Endpoint Protection

 View Only

  • 1.  After DB migration and new SEP install, the client cannot get update (green dot)

    Posted Feb 23, 2010 08:27 AM
    Hi All,

    I’ve just successfully migrated my SQL Server (SEM5) Database into new database server, what I wanted to achieve is to totally migrate the SEP Mgr. and its database into new server. I'm using Windows Server 2008 Std. x64 , SQL Server 2008 Std. x64 and SEP 11.0 MR5

    After the database migration, I install the SEP mgr. as new install and then by pointing to use the existing SEM5 DB instance in the new server it works OK, but then all of the client still trying to connect to the old server ?

    According to a posting in the internet somehow I must replace the sylink.XML in all of the client installation ? how can I do this for all of the client in my organization ?

    Thanks,
    Albert


  • 2.  RE: After DB migration and new SEP install, the client cannot get update (green dot)

    Posted Feb 23, 2010 08:31 AM
    use the sylink remote tool
    https://www-secure.symantec.com/connect/downloads/sylinkreplacer-tool-connecting-sep-clients-sepm
    there is a pdf read it.
    when  you installed new sepm, if you  replace the certificate your clients should communicate, which document did you follow, ? this one?

    https://www-secure.symantec.com/connect/forums/moving-endpoint-protection-management-another-server

     


  • 3.  RE: After DB migration and new SEP install, the client cannot get update (green dot)

    Posted Feb 23, 2010 08:48 AM
    In order to replace the sylink you can use Sylink Replacer or Sylink Remote



    If you have  the server certicate and keystroke.jks then follow the  section for Restoring the server certicate  and the Restoring client commuincation from the kb given below



  • 4.  RE: After DB migration and new SEP install, the client cannot get update (green dot)

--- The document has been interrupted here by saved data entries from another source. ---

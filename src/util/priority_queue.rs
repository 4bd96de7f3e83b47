use std::cmp::Ordering;
use std::collections::BinaryHeap;

struct Entry<T> {
    priority: u32,
    seq: u64,
    item: T,
}

impl<T> PartialEq for Entry<T> {
    fn eq(&self, other: &Self) -> bool {
        self.priority == other.priority && self.seq == other.seq
    }
}

impl<T> Eq for Entry<T> {}

impl<T> PartialOrd for Entry<T> {
    fn partial_cmp(&self, other: &Self) -> Option<Ordering> {
        Some(self.cmp(other))
    }
}

impl<T> Ord for Entry<T> {
    // `BinaryHeap` is a max-heap: invert both keys so the lowest priority
    // number, then the earliest arrival, sits on top.
    fn cmp(&self, other: &Self) -> Ordering {
        other
            .priority
            .cmp(&self.priority)
            .then_with(|| other.seq.cmp(&self.seq))
    }
}

/// Ascending, stable priority queue.
///
/// Lower priority numbers dequeue first. Items sharing a priority dequeue in
/// the order they were enqueued. The queue is unbounded; callers that care
/// about growth watch [`len`](Self::len).
pub struct PriorityQueue<T> {
    heap: BinaryHeap<Entry<T>>,
    next_seq: u64,
}

impl<T> PriorityQueue<T> {
    pub fn new() -> Self {
        Self {
            heap: BinaryHeap::new(),
            next_seq: 0,
        }
    }

    pub fn enqueue(&mut self, item: T, priority: u32) {
        let seq = self.next_seq;
        self.next_seq = self.next_seq.wrapping_add(1);
        self.heap.push(Entry {
            priority,
            seq,
            item,
        });
    }

    pub fn dequeue(&mut self) -> Option<T> {
        self.heap.pop().map(|entry| entry.item)
    }

    /// Priority of the item `dequeue` would return next.
    pub fn peek_priority(&self) -> Option<u32> {
        self.heap.peek().map(|entry| entry.priority)
    }

    pub fn is_empty(&self) -> bool {
        self.heap.is_empty()
    }

    pub fn len(&self) -> usize {
        self.heap.len()
    }

    /// Remove every item, returning them in dequeue order.
    pub fn drain_ordered(&mut self) -> Vec<T> {
        let mut items = Vec::with_capacity(self.heap.len());
        while let Some(item) = self.dequeue() {
            items.push(item);
        }
        items
    }
}

impl<T> Default for PriorityQueue<T> {
    fn default() -> Self {
        Self::new()
    }
}

#[cfg(test)]
mod tests {
    use super::*;

    #[test]
    fn empty_queue_dequeues_none() {
        let mut queue: PriorityQueue<&str> = PriorityQueue::new();
        assert!(queue.is_empty());
        assert_eq!(queue.len(), 0);
        assert_eq!(queue.dequeue(), None);
        assert_eq!(queue.peek_priority(), None);
    }

    #[test]
    fn dequeues_in_ascending_priority() {
        let mut queue = PriorityQueue::new();
        queue.enqueue("low", 4);
        queue.enqueue("critical", 0);
        queue.enqueue("medium", 2);

        assert_eq!(queue.peek_priority(), Some(0));
        assert_eq!(queue.dequeue(), Some("critical"));
        assert_eq!(queue.dequeue(), Some("medium"));
        assert_eq!(queue.dequeue(), Some("low"));
        assert!(queue.is_empty());
    }

    #[test]
    fn equal_priorities_keep_arrival_order() {
        let mut queue = PriorityQueue::new();
        queue.enqueue("a", 2);
        queue.enqueue("b", 1);
        queue.enqueue("c", 2);
        queue.enqueue("d", 1);
        queue.enqueue("e", 2);

        assert_eq!(queue.drain_ordered(), vec!["b", "d", "a", "c", "e"]);
    }

    #[test]
    fn order_holds_for_mixed_sequence() {
        let mut queue = PriorityQueue::new();
        let priorities = [3_u32, 1, 4, 1, 5, 9, 2, 6, 5, 3, 5, 0, 4];
        for (idx, priority) in priorities.iter().enumerate() {
            queue.enqueue((idx, *priority), *priority);
        }

        let drained = queue.drain_ordered();
        assert_eq!(drained.len(), priorities.len());
        for pair in drained.windows(2) {
            let (first_idx, first_priority) = pair[0];
            let (second_idx, second_priority) = pair[1];
            assert!(first_priority <= second_priority);
            if first_priority == second_priority {
                assert!(first_idx < second_idx, "ties must keep arrival order");
            }
        }
    }

    #[test]
    fn interleaved_enqueue_and_dequeue() {
        let mut queue = PriorityQueue::new();
        queue.enqueue("first", 1);
        queue.enqueue("second", 1);
        assert_eq!(queue.dequeue(), Some("first"));

        queue.enqueue("urgent", 0);
        queue.enqueue("third", 1);
        assert_eq!(queue.len(), 3);
        assert_eq!(queue.dequeue(), Some("urgent"));
        assert_eq!(queue.dequeue(), Some("second"));
        assert_eq!(queue.dequeue(), Some("third"));
    }
}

    Posted Feb 23, 2010 08:49 AM
    I missed the link..

    http://service1.symantec.com/SUPPORT/ent-security.nsf/docid/2007082112135948


  • 5.  RE: After DB migration and new SEP install, the client cannot get update (green dot)

    Posted Feb 24, 2010 01:15 AM
    Are you able to provide same IP address and host name to new SEPM?
    If yes do a disaster recovery according to below doc

    Best Practices for Disaster Recovery with Symantec Endpoint Protection

    If no go ahead with sylink replacer as told by earlier posters.


  • 6.  RE: After DB migration and new SEP install, the client cannot get update (green dot)

    Posted Feb 24, 2010 04:39 AM
    Hi Aravind,

    The IP address is the same, but the server name is different.
    Perhaps i can just create a CNAME for this matter ?


  • 7.  RE: After DB migration and new SEP install, the client cannot get update (green dot)

    Posted Feb 24, 2010 04:51 AM
    If your IP address is same change the computer name  to old name restore the certificates as per that doc followed by the database restore  and reconfigure the server all the clients should come back. 


  • 8.  RE: After DB migration and new SEP install, the client cannot get update (green dot)
    Best Answer

    Posted Mar 17, 2010 02:17 AM

    OK, here's an update for this case:

    TROUBLESHOOTING STEPS :
    1. Suggested to copy the server private key backup from the old server so that it can be replaced it.
    2. Imported the old server certificates.
    3. None of the clients came online.
    4. Used sylink replacer, and only able to fine only about 5 of the 40 clients
    5. Suggested to use sylink drop
    6. I used the silent switch on the sylink drop with GPO and updated 2 clients.
    7. Confirmed that the clients are communicating with the manager.
     
    RESOLUTION PROVIDED : Replaced Sylink on all the clients.


  • 9.  RE: After DB migration and new SEP install, the client cannot get update (green dot)

    Posted Mar 17, 2010 02:19 AM

    so it is a mixed of solution to make it communicate again with the client.

    the GPO startup script is to replace the sylink.xml file in every client.